Oh my. I would be FURIOUS. I hope you were refunded every penny. I would certainly switch vets and also inform them that after _two_ bad experiences you were going to let people know you do NOT recommend them. 

And I agree w/Greeport. That's one of the best things about cats, they can make it on their own if you just leave the basics. I've never boarded my cats.


----------



## Sinatra-Butters (Aug 9, 2010)

Did you report them to BBB?


----------



## Auntie Crazy (Dec 10, 2006)

That's so not cool. Have you seen your kitty since? How's he doing now? 

Poor boy; missed his mom and his home and then had to deal with this on top of it. 

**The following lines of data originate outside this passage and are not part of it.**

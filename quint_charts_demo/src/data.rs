// Copyright 2025 the Quintessence Authors
// SPDX-License-Identifier: Apache-2.0 OR MIT

//! Analytics data shown on the admin dashboard.

use std::path::Path;

use anyhow::Context as _;
use peniko::Color;
use quint_charts::DataPoint;
use serde::Deserialize;

/// Slice/bar palette (Tailwind blue, green, purple, orange, pink 500).
pub(crate) const PALETTE: [Color; 5] = [
    Color::from_rgb8(0x3b, 0x82, 0xf6),
    Color::from_rgb8(0x22, 0xc5, 0x5e),
    Color::from_rgb8(0xa8, 0x55, 0xf7),
    Color::from_rgb8(0xf9, 0x73, 0x16),
    Color::from_rgb8(0xec, 0x48, 0x99),
];

#[derive(Clone, Debug, Deserialize)]
pub(crate) struct DailyTraffic {
    pub(crate) date: String,
    pub(crate) views: f64,
    pub(crate) users: f64,
    pub(crate) applications: f64,
}

#[derive(Clone, Debug, Deserialize)]
pub(crate) struct TrafficSource {
    pub(crate) source: String,
    pub(crate) visitors: f64,
}

#[derive(Clone, Debug, Deserialize)]
pub(crate) struct PageViews {
    pub(crate) page: String,
    pub(crate) views: f64,
}

#[derive(Clone, Debug, Deserialize)]
pub(crate) struct DeviceUsage {
    pub(crate) device: String,
    pub(crate) users: f64,
}

#[derive(Clone, Debug, Deserialize)]
pub(crate) struct CountryVisitors {
    pub(crate) country: String,
    pub(crate) visitors: f64,
}

/// Which daily metric the traffic line chart plots.
#[derive(Clone, Copy, Debug, Default, PartialEq, Eq)]
pub(crate) enum Metric {
    #[default]
    Views,
    Users,
    Applications,
}

impl Metric {
    pub(crate) fn parse(s: &str) -> Option<Self> {
        match s {
            "views" => Some(Self::Views),
            "users" => Some(Self::Users),
            "applications" => Some(Self::Applications),
            _ => None,
        }
    }

    pub(crate) fn label(self) -> &'static str {
        match self {
            Self::Views => "Views",
            Self::Users => "Users",
            Self::Applications => "Applications",
        }
    }
}

/// The analytics page data set.
#[derive(Clone, Debug, Deserialize)]
pub(crate) struct AnalyticsData {
    pub(crate) time_series: Vec<DailyTraffic>,
    pub(crate) traffic_sources: Vec<TrafficSource>,
    pub(crate) top_pages: Vec<PageViews>,
    pub(crate) device_stats: Vec<DeviceUsage>,
    pub(crate) geographic_data: Vec<CountryVisitors>,
}

impl AnalyticsData {
    /// Loads a data set from a JSON file.
    pub(crate) fn from_json_file(path: &Path) -> anyhow::Result<Self> {
        let text = std::fs::read_to_string(path)
            .with_context(|| format!("reading {}", path.display()))?;
        serde_json::from_str(&text).with_context(|| format!("parsing {}", path.display()))
    }

    pub(crate) fn traffic_series(&self, metric: Metric) -> Vec<DataPoint> {
        self.time_series
            .iter()
            .map(|d| {
                let v = match metric {
                    Metric::Views => d.views,
                    Metric::Users => d.users,
                    Metric::Applications => d.applications,
                };
                DataPoint::new(v).with_label(d.date.clone())
            })
            .collect()
    }

    pub(crate) fn source_series(&self) -> Vec<DataPoint> {
        colored(self.traffic_sources.iter().map(|s| (&s.source, s.visitors)))
    }

    pub(crate) fn device_series(&self) -> Vec<DataPoint> {
        colored(self.device_stats.iter().map(|d| (&d.device, d.users)))
    }

    pub(crate) fn page_series(&self) -> Vec<DataPoint> {
        self.top_pages
            .iter()
            .map(|p| DataPoint::new(p.views).with_label(p.page.clone()))
            .collect()
    }

    /// The first five countries, in data order.
    pub(crate) fn country_series(&self) -> Vec<DataPoint> {
        self.geographic_data
            .iter()
            .take(5)
            .map(|c| DataPoint::new(c.visitors).with_label(c.country.clone()))
            .collect()
    }

    /// The mock data the dashboard shows until the stats API is wired up.
    pub(crate) fn mock() -> Self {
        let day = |date: &str, views, users, applications| DailyTraffic {
            date: date.to_string(),
            views,
            users,
            applications,
        };
        let source = |source: &str, visitors| TrafficSource {
            source: source.to_string(),
            visitors,
        };
        let page = |page: &str, views| PageViews {
            page: page.to_string(),
            views,
        };
        let device = |device: &str, users| DeviceUsage {
            device: device.to_string(),
            users,
        };
        let country = |country: &str, visitors| CountryVisitors {
            country: country.to_string(),
            visitors,
        };
        Self {
            time_series: vec![
                day("2024-01-01", 1200.0, 320.0, 8.0),
                day("2024-01-02", 1350.0, 380.0, 12.0),
                day("2024-01-03", 1100.0, 290.0, 6.0),
                day("2024-01-04", 1600.0, 420.0, 15.0),
                day("2024-01-05", 1800.0, 480.0, 18.0),
                day("2024-01-06", 2000.0, 520.0, 22.0),
                day("2024-01-07", 1900.0, 500.0, 20.0),
            ],
            traffic_sources: vec![
                source("Organic Search", 1458.0),
                source("Direct", 810.0),
                source("Social Media", 486.0),
                source("Referral", 324.0),
                source("Email", 162.0),
            ],
            top_pages: vec![
                page("Home", 5420.0),
                page("Services", 3200.0),
                page("Projects", 2800.0),
                page("Career", 2100.0),
                page("About", 1900.0),
            ],
            device_stats: vec![
                device("Desktop", 1782.0),
                device("Mobile", 1134.0),
                device("Tablet", 324.0),
            ],
            geographic_data: vec![
                country("India", 8200.0),
                country("United States", 2100.0),
                country("United Kingdom", 1800.0),
                country("Canada", 1200.0),
                country("Australia", 900.0),
                country("Others", 1220.0),
            ],
        }
    }
}

fn colored<'a>(items: impl Iterator<Item = (&'a String, f64)>) -> Vec<DataPoint> {
    items
        .zip(PALETTE.iter().cycle())
        .map(|((label, value), &color)| {
            DataPoint::new(value)
                .with_label(label.clone())
                .with_color(color)
        })
        .collect()
}
// Copyright 2025 the Quintessence Authors
// SPDX-License-Identifier: Apache-2.0 OR MIT

//! SVG drawing for computed chart geometry.

use std::fmt::Write as _;

use peniko::Color;
use quint_charts::{
    DataPoint, InvalidInput, LineChartGeometry, PieChartGeometry, PieLayout, Viewport,
    compute_bar_fractions, svg_number, svg_points,
};

const LINE_COLOR: Color = Color::from_rgb8(0x3b, 0x82, 0xf6);
const GRID_COLOR: Color = Color::from_rgb8(0xe5, 0xe7, 0xeb);
const TRACK_COLOR: Color = Color::from_rgb8(0xe5, 0xe7, 0xeb);
const TEXT_COLOR: Color = Color::from_rgb8(0x11, 0x18, 0x27);
const MUTED_TEXT_COLOR: Color = Color::from_rgb8(0x4b, 0x55, 0x63);
const MARKER_RADIUS: f64 = 4.0;

const BAR_ROW_HEIGHT: f64 = 28.0;
const BAR_LABEL_WIDTH: f64 = 110.0;
const BAR_TRACK_WIDTH: f64 = 220.0;
const BAR_VALUE_WIDTH: f64 = 60.0;
const BAR_THICKNESS: f64 = 12.0;

/// Draws the traffic line chart: grid, gradient area, line and point markers.
pub(crate) fn line_chart(
    series: &[DataPoint],
    viewport: &Viewport,
) -> Result<String, InvalidInput> {
    let chart = LineChartGeometry::compute(series, viewport)?;
    let view = viewport.view_rect();
    let mut out = String::new();

    open_svg(&mut out, view.width(), view.height());
    out.push_str(concat!(
        r#"<defs><linearGradient id="area-fill" x1="0%" y1="0%" x2="0%" y2="100%">"#,
        r##"<stop offset="0%" stop-color="#3b82f6" stop-opacity="0.3"/>"##,
        r##"<stop offset="100%" stop-color="#3b82f6" stop-opacity="0"/>"##,
        "</linearGradient></defs>\n",
    ));
    for y in &chart.grid {
        let _ = writeln!(
            out,
            r#"<line x1="{}" y1="{y}" x2="{}" y2="{y}" stroke="{}" stroke-width="1"/>"#,
            svg_number(chart.plot.x0),
            svg_number(chart.plot.x1),
            hex(GRID_COLOR),
            y = svg_number(*y),
        );
    }
    let _ = writeln!(
        out,
        r#"<polygon fill="url(#area-fill)" points="{}"/>"#,
        svg_points(&chart.area)
    );
    let _ = writeln!(
        out,
        r#"<polyline fill="none" stroke="{}" stroke-width="3" points="{}"/>"#,
        hex(LINE_COLOR),
        svg_points(&chart.points)
    );
    for (p, pt) in series.iter().zip(&chart.points) {
        let _ = write!(
            out,
            r#"<circle cx="{}" cy="{}" r="{MARKER_RADIUS}" fill="{}">"#,
            svg_number(pt.x),
            svg_number(pt.y),
            hex(LINE_COLOR)
        );
        if let Some(label) = &p.label {
            let _ = write!(out, "<title>{}: {}</title>", escape_xml(label), p.value);
        }
        out.push_str("</circle>\n");
    }
    out.push_str("</svg>\n");
    Ok(out)
}

/// Draws a pie chart with the total in the middle and a legend underneath.
pub(crate) fn pie_chart(series: &[DataPoint]) -> Result<String, InvalidInput> {
    let layout = PieLayout::default();
    let chart = PieChartGeometry::compute(series, layout)?;
    let view = layout.view_rect();
    let legend_top = view.y1 + 6.0;
    let legend_row = 8.0;
    let height = legend_top + legend_row * series.len() as f64;
    let mut out = String::new();

    open_svg(&mut out, view.width(), height);
    for (slice, p) in chart.slices.iter().zip(series) {
        let color = p.color.unwrap_or(LINE_COLOR);
        let _ = writeln!(
            out,
            r#"<path d="{}" fill="{}"/>"#,
            slice.svg_path(&layout),
            hex(color)
        );
    }
    let _ = writeln!(
        out,
        r#"<text x="{}" y="{}" font-size="9" font-weight="bold" text-anchor="middle" dominant-baseline="middle" fill="{}">{}</text>"#,
        layout.center.x,
        layout.center.y,
        hex(TEXT_COLOR),
        chart.total
    );
    for (i, (slice, p)) in chart.slices.iter().zip(series).enumerate() {
        let y = legend_top + legend_row * i as f64;
        let color = p.color.unwrap_or(LINE_COLOR);
        let label = p.label.as_deref().unwrap_or("");
        let _ = writeln!(
            out,
            r#"<circle cx="6" cy="{}" r="2.5" fill="{}"/><text x="12" y="{}" font-size="5" dominant-baseline="middle" fill="{}">{} ({:.1}%)</text><text x="{}" y="{}" font-size="5" text-anchor="end" dominant-baseline="middle" fill="{}">{}</text>"#,
            y + 3.0,
            hex(color),
            y + 3.0,
            hex(MUTED_TEXT_COLOR),
            escape_xml(label),
            slice.percentage,
            view.x1 - 4.0,
            y + 3.0,
            hex(TEXT_COLOR),
            p.value
        );
    }
    out.push_str("</svg>\n");
    Ok(out)
}

/// Draws horizontal bars, each scaled against the largest value.
pub(crate) fn bar_chart(series: &[DataPoint]) -> Result<String, InvalidInput> {
    let fractions = compute_bar_fractions(series)?;
    let width = BAR_LABEL_WIDTH + BAR_TRACK_WIDTH + BAR_VALUE_WIDTH;
    let height = BAR_ROW_HEIGHT * series.len() as f64;
    let mut out = String::new();

    open_svg(&mut out, width, height);
    for (i, (p, fraction)) in series.iter().zip(fractions).enumerate() {
        let mid = BAR_ROW_HEIGHT * (i as f64 + 0.5);
        let top = mid - 0.5 * BAR_THICKNESS;
        let label = p.label.as_deref().unwrap_or("");
        let color = p.color.unwrap_or(LINE_COLOR);
        let _ = writeln!(
            out,
            r#"<text x="0" y="{mid}" font-size="12" dominant-baseline="middle" fill="{}">{}</text>"#,
            hex(MUTED_TEXT_COLOR),
            escape_xml(label)
        );
        let _ = writeln!(
            out,
            r#"<rect x="{BAR_LABEL_WIDTH}" y="{top}" width="{BAR_TRACK_WIDTH}" height="{BAR_THICKNESS}" rx="6" fill="{}"/>"#,
            hex(TRACK_COLOR)
        );
        let _ = writeln!(
            out,
            r#"<rect x="{BAR_LABEL_WIDTH}" y="{top}" width="{}" height="{BAR_THICKNESS}" rx="6" fill="{}"/>"#,
            fraction * BAR_TRACK_WIDTH,
            hex(color)
        );
        let _ = writeln!(
            out,
            r#"<text x="{width}" y="{mid}" font-size="12" font-weight="bold" text-anchor="end" dominant-baseline="middle" fill="{}">{}</text>"#,
            hex(TEXT_COLOR),
            p.value
        );
    }
    out.push_str("</svg>\n");
    Ok(out)
}

/// A placeholder shown in place of a chart whose data could not be drawn.
pub(crate) fn empty_state(message: &str) -> String {
    let mut out = String::new();
    open_svg(&mut out, 400.0, 60.0);
    let _ = writeln!(
        out,
        r#"<text x="200" y="30" font-size="14" text-anchor="middle" dominant-baseline="middle" fill="{}">{}</text>"#,
        hex(MUTED_TEXT_COLOR),
        escape_xml(message)
    );
    out.push_str("</svg>\n");
    out
}

fn open_svg(out: &mut String, width: f64, height: f64) {
    let _ = writeln!(
        out,
        r#"<svg xmlns="http://www.w3.org/2000/svg" viewBox="0 0 {width} {height}" width="{width}" height="{height}" preserveAspectRatio="xMinYMin meet">"#,
    );
}

fn hex(color: Color) -> String {
    let rgba = color.to_rgba8();
    format!("#{:02x}{:02x}{:02x}", rgba.r, rgba.g, rgba.b)
}

pub(crate) fn escape_xml(s: &str) -> String {
    let mut out = String::with_capacity(s.len());
    for c in s.chars() {
        match c {
            '&' => out.push_str("&amp;"),
            '<' => out.push_str("&lt;"),
            '>' => out.push_str("&gt;"),
            '"' => out.push_str("&quot;"),
            '\'' => out.push_str("&apos;"),
            _ => out.push(c),
        }
    }
    out
}

#[cfg(test)]
mod tests {
    use super::*;

    fn series(values: &[f64]) -> Vec<DataPoint> {
        values.iter().copied().map(DataPoint::new).collect()
    }

    #[test]
    fn line_chart_emits_grid_area_line_and_markers() {
        let svg = line_chart(&series(&[10.0, 20.0, 30.0, 40.0]), &Viewport::analytics_line())
            .unwrap();
        assert_eq!(svg.matches("<line ").count(), 5);
        assert_eq!(svg.matches("<circle ").count(), 4);
        assert!(svg.contains(r#"points="40,160 40,160 153.333,120 266.667,80 380,40 380,160""#));
        assert!(svg.contains(r#"points="40,160 153.333,120 266.667,80 380,40""#));
        assert!(svg.contains(r#"viewBox="0 0 400 200""#));
        assert!(svg.contains(r#"<circle cx="153.333" cy="120" r="4""#));
        assert!(svg.contains(r#"<line x1="40" y1="70" x2="380" y2="70""#));
    }

    #[test]
    fn pie_chart_uses_point_colors() {
        let data = vec![
            DataPoint::new(3.0).with_label("A&B").with_color(Color::from_rgb8(0xff, 0, 0)),
            DataPoint::new(1.0).with_label("C"),
        ];
        let svg = pie_chart(&data).unwrap();
        assert!(svg.contains(
            r##"<path d="M 50 50 L 50 10 A 40 40 0 1 1 10 50 Z" fill="#ff0000"/>"##
        ));
        assert!(svg.contains("A&amp;B (75.0%)"));
        assert!(svg.contains(r##"fill="#3b82f6""##));
    }

    #[test]
    fn bars_scale_to_track_width() {
        let svg = bar_chart(&series(&[4.0, 1.0])).unwrap();
        assert!(svg.contains(&format!(r#"width="{BAR_TRACK_WIDTH}" height"#)));
        assert!(svg.contains(r#"width="55" height"#));
    }

    #[test]
    fn invalid_pie_is_reported() {
        assert_eq!(pie_chart(&series(&[0.0])), Err(InvalidInput::ZeroTotal));
        assert!(empty_state("No <data>").contains("No &lt;data&gt;"));
    }
}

Hope he's fully recovered ASAP!!!

AC


----------



## Tiikiri (Feb 18, 2011)

Yes, he is home and doing well. The swelling in his head is gone and he is VERY happy to be back on his couch. 
The boarding and "treatment" for their screw up was free. I made certain to politely repeat that my kitten could have died because of their negligence when I was at the counter in front of other clients. The front desk staff was squirming.


----------



## marie73 (Jul 12, 2006)

As we have on other threads with complaints, I removed the name of the place in question. Due to legal reasons, slandering isn't allowed.


----------



## Julie Carvill (Jun 30, 2010)

That is awful, and I am glad your cat is ok. My cat had dental work, and the tech left the catheter in my cat's leg. When she got home she chewed off her bandage while I was sleeping and I awoke to find blood everywhere. What a mess!


----------



## Purrrfectlove (Mar 29, 2011)

What a nightmare story!! I'm thankful I have a friend who will come stay with Bella if I ever have to leave for a while. Let's face it no one will care for our.cats with the same amount of love.


----------



## cbickel (Mar 29, 2011)

Oh my word - I would have been BESIDE myself with frustration at the vet and heartbreaking worry for my kitty. I am so glad to hear that Tiik is doing well.


----------



## paperbacknovel (Jun 9, 2010)

marie73 said:


> As we have on other threads with complaints, I removed the name of the place in question. Due to legal reasons, slandering isn't allowed.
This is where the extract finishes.